- **Task brief**
Entries follow. Return each line that contains the word "repositories".

(Collected data entries)

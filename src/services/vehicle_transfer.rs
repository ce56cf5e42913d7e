//! Transferencia de vehículos
//!
//! Arma el `TransferPlan` (servicio + checklist + cobro + cambio de dueño +
//! auditoría) sin tocar el store. La confirmación atómica es del store.

use chrono::NaiveDate;
use serde_json::json;
use validator::ValidationError;

use crate::dto::vehicle_dto::TransferVehicleRequest;
use crate::models::{Actor, AuditAction, AuditLog, Client, EntityType, Service, Vehicle};
use crate::repositories::TransferPlan;
use crate::services::checklist_templates::{self, TRANSFER_SERVICE_TYPE};
use crate::services::service_billing::service_transaction;
use crate::utils::errors::{AppError, AppResult};
use crate::utils::validation::{clean_optional, validate_money_scale, validate_positive, FieldErrors};

fn rule(code: &'static str) -> Result<(), ValidationError> {
    Err(ValidationError::new(code))
}

pub fn plan_transfer(
    vehicle: &Vehicle,
    seller: &Client,
    new_owner: &Client,
    request: &TransferVehicleRequest,
    actor: &Actor,
    today: NaiveDate,
) -> AppResult<TransferPlan> {
    let mut errors = FieldErrors::new();
    errors.check("price", validate_positive(request.price));
    errors.check("price", validate_money_scale(request.price));
    if seller.id == new_owner.id {
        errors.check("new_owner_id", rule("same_as_seller"));
    }
    if request.payer_id != seller.id && request.payer_id != new_owner.id {
        errors.check("payer_id", rule("payer_must_be_party"));
    }
    errors.finish()?;

    if vehicle.owner_id != seller.id {
        return Err(AppError::Conflict(format!(
            "O vendedor informado não é o proprietário atual do veículo {}",
            vehicle.plate
        )));
    }

    let service_type = request
        .service_type
        .as_deref()
        .map(checklist_templates::normalize_service_type)
        .filter(|s| !s.is_empty())
        .unwrap_or_else(|| TRANSFER_SERVICE_TYPE.to_string());

    let mut service = Service::new(seller.id, vehicle.id, service_type, request.price);
    service.payer_id = Some(request.payer_id);
    service.due_date = request.due_date;
    service.agent_name = clean_optional(request.agent_name.clone());
    service.detran_schedule = clean_optional(request.detran_schedule.clone());
    service.notes = clean_optional(request.notes.clone());

    let checklist = checklist_templates::instantiate(service.id, &service.service_type);
    let transaction = service_transaction(&service, vehicle, today);

    let audit = AuditLog::new(
        AuditAction::VehicleTransferred,
        EntityType::Vehicle,
        vehicle.id,
        actor.user_id,
        json!({
            "plate": vehicle.plate,
            "seller_id": seller.id,
            "seller_name": seller.display_name(),
            "new_owner_id": new_owner.id,
            "new_owner_name": new_owner.display_name(),
            "payer_id": request.payer_id,
            "price": request.price.to_string(),
            "service_id": service.id,
            "transaction_id": transaction.id,
        }),
    );

    Ok(TransferPlan {
        vehicle_id: vehicle.id,
        seller_id: seller.id,
        new_owner_id: new_owner.id,
        service,
        checklist,
        transaction,
        audit,
    })
}

#[cfg(test)]
mod tests {
    use super::*;
    use crate::models::{ClientType, ServiceStatus, TransactionKind, TransactionStatus};
    use crate::repositories::{DataStore, MemoryStore};
    use rust_decimal::Decimal;
    use uuid::Uuid;

    fn today() -> NaiveDate {
        NaiveDate::from_ymd_opt(2024, 6, 10).unwrap()
    }

    fn request(seller: &Client, buyer: &Client, price: i64) -> TransferVehicleRequest {
        TransferVehicleRequest {
            seller_id: seller.id,
            new_owner_id: buyer.id,
            price: Decimal::new(price, 0),
            due_date: None,
            payer_id: buyer.id,
            agent_name: Some("  Carlos ".into()),
            detran_schedule: None,
            notes: None,
            service_type: None,
        }
    }

    fn named(name: &str) -> Client {
        let mut client = Client::new(ClientType::Individual);
        client.name = Some(name.into());
        client
    }

    #[test]
    fn test_plan_contents() {
        let (seller, buyer) = (named("Ana"), named("Bruno"));
        let vehicle = Vehicle::new(seller.id, "ABC1D23".into());
        let actor = Actor::new(Uuid::new_v4());

        let plan = plan_transfer(&vehicle, &seller, &buyer, &request(&seller, &buyer, 200), &actor, today()).unwrap();

        assert_eq!(plan.new_owner_id, buyer.id);
        assert_eq!(plan.service.client_id, seller.id);
        assert_eq!(plan.service.status, ServiceStatus::Todo);
        assert_eq!(plan.service.service_type, TRANSFER_SERVICE_TYPE);
        assert_eq!(plan.service.agent_name.as_deref(), Some("Carlos"));
        assert_eq!(plan.checklist.len(), 6);

        let tx = &plan.transaction;
        assert_eq!(tx.kind, TransactionKind::Revenue);
        assert_eq!(tx.status, TransactionStatus::Pending);
        assert_eq!(tx.amount, Decimal::new(200, 0));
        assert_eq!(tx.client_id, Some(buyer.id));
        assert_eq!(tx.service_id, Some(plan.service.id));

        assert_eq!(plan.audit.action, "VEHICLE_TRANSFERRED");
        assert_eq!(plan.audit.entity_id, vehicle.id);
        assert_eq!(plan.audit.user_id, actor.user_id);
    }

    #[test]
    fn test_rejects_invalid_parties_and_price() {
        let (seller, buyer) = (named("Ana"), named("Bruno"));
        let vehicle = Vehicle::new(seller.id, "ABC1D23".into());
        let actor = Actor::new(Uuid::new_v4());

        let same = plan_transfer(&vehicle, &seller, &seller, &request(&seller, &seller, 10), &actor, today());
        assert!(matches!(same, Err(AppError::Validation(_))));

        let mut outsider_pays = request(&seller, &buyer, 10);
        outsider_pays.payer_id = Uuid::new_v4();
        let result = plan_transfer(&vehicle, &seller, &buyer, &outsider_pays, &actor, today());
        assert!(matches!(result, Err(AppError::Validation(_))));

        let negative = plan_transfer(&vehicle, &seller, &buyer, &request(&seller, &buyer, -1), &actor, today());
        assert!(matches!(negative, Err(AppError::Validation(_))));
    }

    #[test]
    fn test_seller_must_own_vehicle() {
        let (seller, buyer) = (named("Ana"), named("Bruno"));
        let vehicle = Vehicle::new(buyer.id, "ABC1D23".into());
        let actor = Actor::new(Uuid::new_v4());

        let result = plan_transfer(&vehicle, &seller, &buyer, &request(&seller, &buyer, 200), &actor, today());
        assert!(matches!(result, Err(AppError::Conflict(_))));
    }

    #[test]
    fn test_transfer_price_must_be_positive() {
        let (seller, buyer) = (named("Ana"), named("Bruno"));
        let vehicle = Vehicle::new(seller.id, "ABC1D23".into());
        let actor = Actor::new(Uuid::new_v4());

        let free = plan_transfer(&vehicle, &seller, &buyer, &request(&seller, &buyer, 0), &actor, today());
        assert!(matches!(free, Err(AppError::Validation(_))));

        let mut fractional = request(&seller, &buyer, 0);
        fractional.price = Decimal::new(1, 3);
        let result = plan_transfer(&vehicle, &seller, &buyer, &fractional, &actor, today());
        assert!(matches!(result, Err(AppError::Validation(_))));
    }

    #[tokio::test]
    async fn test_commit_rejects_stale_owner_without_side_effects() {
        let store = MemoryStore::new();
        let seller = store.upsert_client(&named("Ana")).await.unwrap();
        let buyer = store.upsert_client(&named("Bruno")).await.unwrap();
        let third = store.upsert_client(&named("Carla")).await.unwrap();
        let vehicle = store
            .upsert_vehicle(&Vehicle::new(seller.id, "ABC1D23".into()))
            .await
            .unwrap();
        let actor = Actor::new(Uuid::new_v4());

        let plan = plan_transfer(&vehicle, &seller, &buyer, &request(&seller, &buyer, 200), &actor, today()).unwrap();

        // otra sesión vende el vehículo antes de confirmar
        let other = plan_transfer(&vehicle, &seller, &third, &request(&seller, &third, 150), &actor, today()).unwrap();
        store.commit_transfer(&other).await.unwrap();

        let result = store.commit_transfer(&plan).await;
        assert!(matches!(result, Err(AppError::Conflict(_))));
        assert!(store.find_service(plan.service.id).await.unwrap().is_none());
        assert_eq!(store.find_vehicle(vehicle.id).await.unwrap().unwrap().owner_id, third.id);
    }
}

- **Expected answer**
use crate::repositories::TransferPlan;
    use crate::repositories::{DataStore, MemoryStore};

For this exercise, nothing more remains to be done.